*EXTRACTED INFORMATION:*

※ ※ ※

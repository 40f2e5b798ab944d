//! Series types: raw aligned series and derived point lists.

use super::axis::DateAxis;
use chrono::NaiveDate;
use serde::{Deserialize, Serialize};

/// Presentation metadata carried through filtering untouched.
#[derive(Debug, Clone, Default, PartialEq, Serialize, Deserialize)]
pub struct SeriesStyle {
    #[serde(default, skip_serializing_if = "Option::is_none")]
    pub color: Option<String>,
    #[serde(default, skip_serializing_if = "Option::is_none")]
    pub dash: Option<String>,
    #[serde(default, skip_serializing_if = "Option::is_none")]
    pub width: Option<f64>,
    #[serde(default, skip_serializing_if = "Option::is_none")]
    pub yaxis: Option<String>,
}

impl SeriesStyle {
    pub fn colored(color: impl Into<String>) -> Self {
        Self {
            color: Some(color.into()),
            ..Self::default()
        }
    }
}

/// A named value column aligned to a [`DateAxis`].
///
/// `None` means "no observation" and is never read as zero.
#[derive(Debug, Clone)]
pub struct Series {
    pub name: String,
    pub axis: DateAxis,
    pub values: Vec<Option<f64>>,
    pub style: SeriesStyle,
}

impl Series {
    pub fn new(name: impl Into<String>, axis: DateAxis, values: Vec<Option<f64>>) -> Self {
        Self {
            name: name.into(),
            axis,
            values,
            style: SeriesStyle::default(),
        }
    }

    pub fn with_style(mut self, style: SeriesStyle) -> Self {
        self.style = style;
        self
    }

    /// Whether the value column has exactly one entry per axis date.
    pub fn is_aligned(&self) -> bool {
        self.values.len() == self.axis.len()
    }

    /// Value at `index`, filtered through [`valid`].
    pub fn value_at(&self, index: usize) -> Option<f64> {
        self.values.get(index).copied().and_then(valid)
    }

    /// Index and value of the last valid observation.
    pub fn latest(&self) -> Option<(usize, f64)> {
        self.values
            .iter()
            .enumerate()
            .rev()
            .find_map(|(i, v)| valid(*v).map(|x| (i, x)))
    }
}

/// A derived, gap-free sequence of dated values.
///
/// Transforms that skip points (ROC, date shift) produce this instead of a
/// `Series`: the output is shorter than the input and no longer shares the
/// snapshot axis.
#[derive(Debug, Clone, Default, PartialEq, Serialize, Deserialize)]
pub struct Points {
    pub dates: Vec<NaiveDate>,
    pub values: Vec<f64>,
}

impl Points {
    pub fn with_capacity(n: usize) -> Self {
        Self {
            dates: Vec::with_capacity(n),
            values: Vec::with_capacity(n),
        }
    }

    pub fn push(&mut self, date: NaiveDate, value: f64) {
        self.dates.push(date);
        self.values.push(value);
    }

    pub fn len(&self) -> usize {
        self.dates.len()
    }

    pub fn is_empty(&self) -> bool {
        self.dates.is_empty()
    }

    pub fn iter(&self) -> impl Iterator<Item = (NaiveDate, f64)> + '_ {
        self.dates.iter().copied().zip(self.values.iter().copied())
    }
}

/// An observation is valid when present and finite.
#[inline]
pub fn valid(v: Option<f64>) -> Option<f64> {
    v.filter(|x| x.is_finite())
}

※ ※ ※

*THE PROBLEM:* Look through the entries above; copy every line holding the string "color".

*THE ANSWER:*
    pub color: Option<String>,
    pub fn colored(color: impl Into<String>) -> Self {
            color: Some(color.into()),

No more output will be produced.